use clap::{ArgAction, Parser, Subcommand};
use commands::{config, review, session};
use group_review_config::{Config, PathManager};
use std::path::PathBuf;

mod commands;
mod logging;
mod output;

#[derive(Parser)]
#[command(name = "groupreview")]
#[command(about = "Write and edit group reviews from the terminal")]
#[command(version)]
struct Cli {
    /// Enable verbose output (use multiple times for more verbosity: -v, -vv)
    #[arg(short, long, action = ArgAction::Count, global = true)]
    verbose: u8,

    /// Suppress all output except errors
    #[arg(short, long, global = true)]
    quiet: bool,

    /// Output format
    #[arg(long, global = true, default_value = "human", value_enum)]
    output: output::OutputFormat,

    #[command(subcommand)]
    command: Commands,
}

#[derive(Subcommand)]
enum Commands {
    /// Add or edit a review
    Review {
        #[command(subcommand)]
        cmd: ReviewCommands,
    },
    /// Manage the signed-in session (bearer token and user id)
    #[command(long_about = "Store, show or clear the bearer token and user id used to authorize review requests. Tokens are issued by the group service; this tool only stores them.")]
    Session {
        #[command(subcommand)]
        cmd: SessionCommands,
    },
    /// View or change settings
    Config {
        #[command(subcommand)]
        cmd: Option<ConfigCommands>,
    },
}

#[derive(Subcommand)]
pub enum ReviewCommands {
    /// Write a new review for a media item in a group
    #[command(long_about = "Write a new review. Missing --text or --rating values are prompted for when running in a terminal.")]
    Add {
        /// Group id
        #[arg(long)]
        group: u64,

        /// Media id
        #[arg(long)]
        media: u64,

        #[command(flatten)]
        fields: ReviewFields,
    },
    /// Edit one of your existing reviews
    #[command(long_about = "Edit an existing review. The review is read from a JSON file shaped like {\"id\": 1, \"text\": \"...\", \"rating\": 7, \"user_id\": 42}. Reviews written by someone else are not shown.")]
    Edit {
        /// Group id
        #[arg(long)]
        group: u64,

        /// Media id
        #[arg(long)]
        media: u64,

        /// JSON file holding the review to edit
        #[arg(long, value_name = "PATH")]
        review_file: PathBuf,

        #[command(flatten)]
        fields: ReviewFields,
    },
}

#[derive(clap::Args, Debug, Clone, Default)]
pub struct ReviewFields {
    /// Review text
    #[arg(long)]
    pub text: Option<String>,

    /// Rating from 0 to 10 (decimals are rounded)
    #[arg(long, allow_hyphen_values = true)]
    pub rating: Option<String>,

    /// Submit without asking for confirmation
    #[arg(short, long, action = ArgAction::SetTrue)]
    pub yes: bool,
}

#[derive(Subcommand)]
pub enum SessionCommands {
    /// Store a token and user id (prompts for missing values)
    Set {
        /// Bearer token
        #[arg(long)]
        token: Option<String>,

        /// Your user id
        #[arg(long)]
        user_id: Option<u64>,
    },
    /// Show the stored session (token masked)
    Show {
        /// Show the full token
        #[arg(long, action = ArgAction::SetTrue)]
        full: bool,
    },
    /// Forget the stored session
    Clear,
}

#[derive(Subcommand)]
pub enum ConfigCommands {
    /// Show current configuration
    Show,
    /// Change API settings
    Set {
        /// Base URL of the review API
        #[arg(long)]
        base_url: Option<String>,

        /// Request timeout in seconds
        #[arg(long)]
        timeout_seconds: Option<u64>,
    },
}

#[tokio::main]
async fn main() -> color_eyre::Result<()> {
    color_eyre::install()?;

    let cli = Cli::parse();

    let path_manager = PathManager::default();
    let config_file = path_manager.config_file();
    let (app_config, config_error) = match Config::load_or_default(&config_file) {
        Ok(config) => (config, None),
        Err(e) => (Config::default(), Some(e)),
    };

    logging::init_logging(cli.verbose, cli.quiet, &app_config.logging)
        .map_err(|e| color_eyre::eyre::eyre!("{}", e))?;

    if let Some(e) = config_error {
        tracing::warn!("Ignoring unreadable config at {}: {}", config_file.display(), e);
    }

    let output = output::Output::new(cli.output, cli.quiet);

    match cli.command {
        Commands::Review { cmd } => review::run_review(cmd, &app_config, &path_manager, &output).await,
        Commands::Session { cmd } => session::run_session(cmd, &path_manager, &output),
        Commands::Config { cmd } => {
            let cmd = cmd.unwrap_or(ConfigCommands::Show);
            config::run_config(cmd, &path_manager, &output)
        }
    }
}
════════
GOAL OF THE EXERCISE:
For each line of the data that has the word "logging", report that line.

THE COMPLETED TASK:
mod logging;
    logging::init_logging(cli.verbose, cli.quiet, &app_config.logging)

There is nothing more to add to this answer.